Five years ago, on my birthday, I left home.

Obviously, there’s a lot of backstory to this, and, I guess, this is that story.

I didn’t say goodbye – I couldn’t say goodbye. I was terrified that if I did, if I told them I was leaving, that they would shut me in my room, and jam the door and not let me out. That they wouldn’t let me out of their eyesight ever again, despite my having reached legal age where they couldn’t do anything – and I would have fought, you bet your ass I would have fought. I would have called whoever I could, police included, if they locked me up when I was 18 – but I didn’t want that to happen, I didn’t need that delay, I didn’t need that pressure or the guilt trips that would then ensue and cause me to acquiesce.

My mom was 9 months pregnant with the last child, due any day – I prayed that my mom would have the baby before my birthday, so I didn’t have that weight on my shoulders. I talked about how praying never really worked for me, this wasn’t any different.

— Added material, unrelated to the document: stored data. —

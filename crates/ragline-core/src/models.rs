//! Core data models shared by the ingestion and query paths.
//!
//! These types represent the documents, chunks, embedding vectors, and
//! index entries that flow through the retrieval engine. Documents and
//! chunks are immutable once created; re-ingesting a document replaces it
//! wholesale.

use chrono::{DateTime, Utc};
use serde::Serialize;
use sha2::{Digest, Sha256};

/// Number of hex characters kept from the SHA-256 of a document's source.
const DOCUMENT_ID_LEN: usize = 32;

/// A source document, as handed to the engine by a loader.
#[derive(Debug, Clone)]
pub struct Document {
    /// Stable identifier; derived from `source` unless supplied explicitly.
    pub id: String,
    /// Path or URI the text was read from.
    pub source: String,
    /// Full document text.
    pub text: String,
    /// When this version of the document was ingested.
    pub ingested_at: DateTime<Utc>,
}

impl Document {
    /// Create a document whose id is derived from its source, so that
    /// re-ingesting the same source replaces the earlier version.
    pub fn new(source: impl Into<String>, text: impl Into<String>) -> Self {
        let source = source.into();
        Self {
            id: document_id_for(&source),
            source,
            text: text.into(),
            ingested_at: Utc::now(),
        }
    }

    /// Create a document with a caller-chosen identifier.
    pub fn with_id(
        id: impl Into<String>,
        source: impl Into<String>,
        text: impl Into<String>,
    ) -> Self {
        Self {
            id: id.into(),
            source: source.into(),
            text: text.into(),
            ingested_at: Utc::now(),
        }
    }
}

/// Deterministic document id for a source path/URI.
pub fn document_id_for(source: &str) -> String {
    let mut hasher = Sha256::new();
    hasher.update(source.as_bytes());
    let mut hex = format!("{:x}", hasher.finalize());
    hex.truncate(DOCUMENT_ID_LEN);
    hex
}

/// A contiguous span of a document's text.
///
/// `start` and `end` are UTF-8 byte offsets into the document text and
/// always fall on char boundaries. The id is content-addressed, so the
/// same text at the same offset of the same document always hashes to the
/// same id.
#[derive(Debug, Clone, PartialEq, Eq)]
pub struct Chunk {
    pub id: String,
    pub document_id: String,
    pub chunk_index: u32,
    pub start: usize,
    pub end: usize,
    /// Length in characters.
    pub char_len: usize,
    pub text: String,
}

/// An embedding vector tagged with the model that produced it.
#[derive(Debug, Clone, PartialEq)]
pub struct EmbeddingVector {
    pub model: String,
    pub values: Vec<f32>,
}

impl EmbeddingVector {
    pub fn new(model: impl Into<String>, values: Vec<f32>) -> Self {
        Self {
            model: model.into(),
            values,
        }
    }

    pub fn dims(&self) -> usize {
        self.values.len()
    }
}

/// Chunk metadata stored alongside each vector in the index.
#[derive(Debug, Clone, PartialEq, Eq, Serialize)]
pub struct ChunkMeta {
    pub document_id: String,
    pub source: String,
    pub chunk_index: u32,
    pub start: usize,
    pub end: usize,
    pub text: String,
}

/// The unit stored in a [`VectorIndex`](crate::index::VectorIndex).
#[derive(Debug, Clone, PartialEq)]
pub struct IndexEntry {
    pub chunk_id: String,
    pub vector: EmbeddingVector,
    pub meta: ChunkMeta,
}

impl IndexEntry {
    /// Pair a chunk with its embedding.
    pub fn from_chunk(chunk: &Chunk, source: &str, vector: EmbeddingVector) -> Self {
        Self {
            chunk_id: chunk.id.clone(),
            vector,
            meta: ChunkMeta {
                document_id: chunk.document_id.clone(),
                source: source.to_string(),
                chunk_index: chunk.chunk_index,
                start: chunk.start,
                end: chunk.end,
                text: chunk.text.clone(),
            },
        }
    }
}

/// One ranked hit produced by the retrieval pipeline.
#[derive(Debug, Clone, Serialize)]
pub struct RetrievalResult {
    /// 1-based position in the final ranking.
    pub rank: usize,
    pub score: f32,
    pub chunk_id: String,
    pub document_id: String,
    pub source: String,
    pub chunk_index: u32,
    pub start: usize,
    pub end: usize,
    pub text: String,
}
//! Bounded exponential-backoff retry for capability calls.
//!
//! Both the embedding and the generation paths go through [`with_retry`]:
//!
//! - transient failures (and timeouts) → retry after `base_delay × 2^(n-1)`,
//!   capped at `max_delay`
//! - permanent failures → surfaced immediately as
//!   [`RagError::PermanentCapability`]
//! - retry budget exhausted → [`RagError::CapabilityUnavailable`]
//!
//! Backoff sleeps are ordinary `.await` points, so dropping the caller's
//! future cancels the retry loop cleanly.

use std::future::Future;
use std::time::Duration;

use tracing::warn;

use crate::error::{Capability, CapabilityError, RagError, Result};

/// Retry budget and backoff schedule for one capability.
#[derive(Debug, Clone, PartialEq)]
pub struct RetryPolicy {
    /// Retries after the first attempt; total attempts = `max_retries + 1`.
    pub max_retries: u32,
    pub base_delay: Duration,
    pub max_delay: Duration,
    /// Per-attempt timeout. Expiry counts as a transient failure.
    pub timeout: Option<Duration>,
}

impl Default for RetryPolicy {
    fn default() -> Self {
        Self {
            max_retries: 3,
            base_delay: Duration::from_millis(500),
            max_delay: Duration::from_secs(8),
            timeout: Some(Duration::from_secs(60)),
        }
    }
}

impl RetryPolicy {
    /// A policy that makes exactly one attempt with no timeout.
    pub fn no_retry() -> Self {
        Self {
            max_retries: 0,
            base_delay: Duration::ZERO,
            max_delay: Duration::ZERO,
            timeout: None,
        }
    }

    pub fn with_timeout(mut self, timeout: Option<Duration>) -> Self {
        self.timeout = timeout;
        self
    }

    /// Delay before retry number `retry` (1-based).
    pub fn delay_for(&self, retry: u32) -> Duration {
        if retry == 0 {
            return Duration::ZERO;
        }
        let factor = 1u32 << (retry - 1).min(16);
        self.base_delay.saturating_mul(factor).min(self.max_delay)
    }
}

/// Run `op` under `policy`, returning the value and the number of attempts made.
///
/// `op` receives the 0-based attempt number.
pub async fn with_retry<T, F, Fut>(
    policy: &RetryPolicy,
    capability: Capability,
    mut op: F,
) -> Result<(T, u32)>
where
    F: FnMut(u32) -> Fut,
    Fut: Future<Output = std::result::Result<T, CapabilityError>>,
{
    let mut last_err: Option<CapabilityError> = None;

    for attempt in 0..=policy.max_retries {
        if attempt > 0 {
            let delay = policy.delay_for(attempt);
            warn!(
                %capability,
                attempt,
                delay_ms = delay.as_millis() as u64,
                error = last_err.as_ref().map(|e| e.message.as_str()).unwrap_or(""),
                "Retrying after transient failure"
            );
            tokio::time::sleep(delay).await;
        }

        let outcome = match policy.timeout {
            Some(limit) => match tokio::time::timeout(limit, op(attempt)).await {
                Ok(result) => result,
                Err(_) => Err(CapabilityError::transient(
                    capability,
                    format!("timed out after {}ms", limit.as_millis()),
                )),
            },
            None => op(attempt).await,
        };

        match outcome {
            Ok(value) => return Ok((value, attempt + 1)),
            Err(e) if e.is_transient() => last_err = Some(e),
            Err(e) => {
                return Err(RagError::PermanentCapability {
                    capability: e.capability,
                    message: e.message,
                })
            }
        }
    }

    Err(RagError::CapabilityUnavailable {
        capability,
        attempts: policy.max_retries + 1,
        last_error: last_err
            .map(|e| e.message)
            .unwrap_or_else(|| "unknown error".to_string()),
    })
}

I had spent the last three months planning my party, working on my parents to let me go to the mall by myself without a sibling. I told them of my plans many times – how I was going to hangout and eat dinner with friends and then we’d go to a movie and they could pick me up at like 10 or 11 when the movie let out.

I started carrying a messenger bag with me everywhere I went months ahead of time too, so when I packed what I was bringing with me, and brought it to the mall, they wouldn’t notice anything different. I always had a jacket in there to keep it looking full, no one thought anything of it. On my birthday, I packed my vital records that I had kept/hidden after getting my driver’s license the month prior, my HSLDA diploma, my laptop, a pair of clothes, and my conveniently travel sized birthday presents.

I convinced my family to celebrate my birthday early, before I left for the mall because I would be home after the kids went to bed and we had church in the morning. They didn’t really like it, but they went along with it.

I had bought all of my siblings presents with some leftover amazon money from christmas or something, and put them in my backpack by my bed with a note dividing up my stuff and saying I love them.

I got to the mall, and my closest friends met me and we had an early dinner and that was as far as the plan I told my parents about went, because after that, my actual plan came into play.

This plan, the escaping part, had been in the works for over six months.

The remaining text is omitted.